Tommy no respondió. Se Limitó a mirar al doctor inquisitivamente.

—Los médicos nos enfrentamos siempre con determinados problemas. Cuando se queda uno desconcertado ante la muerte de un paciente, sólo hay un medio para saber a qué atenerse: la autopsia. Las autopsias no son bien acogidas por los parientes de la persona fallecida, pero si un doctor exige aquella y se llega a la conclusión, como bien puede suceder, de que el óbito se ha producido por causas naturales, o como consecuencia de alguna enfermedad que no siempre tiene manifestaciones y síntomas externos, la carrera del doctor se ve seriamente en peligro por su formulación de un diagnóstico discutible…

—Ya me hago cargo de que este puede ser difícil de establecer.

—En este caso, se daba la existencia de unos parientes lejanos, unos primos.

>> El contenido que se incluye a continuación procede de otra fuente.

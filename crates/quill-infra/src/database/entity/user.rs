//! User entity for SeaORM.

use sea_orm::Set;
use sea_orm::entity::prelude::*;

#[derive(Clone, Debug, PartialEq, Eq, DeriveEntityModel)]
#[sea_orm(table_name = "users")]
pub struct Model {
    #[sea_orm(primary_key, auto_increment = false)]
    pub id: Uuid,
    #[sea_orm(unique)]
    pub username: String,
    pub password_hash: String,
    pub created_at: DateTimeWithTimeZone,
    pub updated_at: DateTimeWithTimeZone,
}

#[derive(Copy, Clone, Debug, EnumIter, DeriveRelation)]
pub enum Relation {
    #[sea_orm(has_many = "super::post::Entity")]
    Post,
}

impl Related<super::post::Entity> for Entity {
    fn to() -> RelationDef {
        Relation::Post.def()
    }
}

impl ActiveModelBehavior for ActiveModel {}

impl From<Model> for quill_core::domain::User {
    fn from(model: Model) -> Self {
        Self {
            id: model.id,
            username: model.username,
            password_hash: model.password_hash,
            created_at: model.created_at.into(),
            updated_at: model.updated_at.into(),
        }
    }
}

impl From<quill_core::domain::User> for ActiveModel {
    fn from(user: quill_core::domain::User) -> Self {
        Self {
            id: Set(user.id),
            username: Set(user.username),
            password_hash: Set(user.password_hash),
            created_at: Set(user.created_at.into()),
            updated_at: Set(user.updated_at.into()),
        }
    }
}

Eché sobre mí la responsabilidad de obtener su consentimiento. Tenía interés médico averiguar las causas de la muerte. Cuando un paciente muere mientras duerme, es aconsejable ampliar la esfera de nuestro conocimiento profesional. Por fortuna, a aquella gente le tenía sin cuidado tal paso. Me sentí profundamente aliviado. Una vez efectuada la autopsia, de salir todo bien, yo podía extender un certificado de defunción sin el menor escrúpulo. Cualquiera puede morir a consecuencia, de lo que se llama, en términos vulgares, ataque de corazón, una entre varias causas diferentes. En realidad, el corazón de la señora Moody se hallaba en forma excelente, para su edad. Sufría una artritis, algo de reumatismo y de cuando en cuando el hígado le daba algo que hacer, pero ninguna de estas dolencias podía haberle ocasionado la muerte durante el sueño.

El doctor Murray hizo una pausa. Tommy despegó los labios para decir algo, pero guardó silencio. El médico bajó la cabeza, haciendo un gesto afirmativo.

—Sí, señor Beresford. Usted ve ya a dónde voy. La muerte en este caso se debió a una dosis excesiva de morfina.

—¡Santo Dios! —A Tommy se le escapó, involuntariamente, esta exclamación.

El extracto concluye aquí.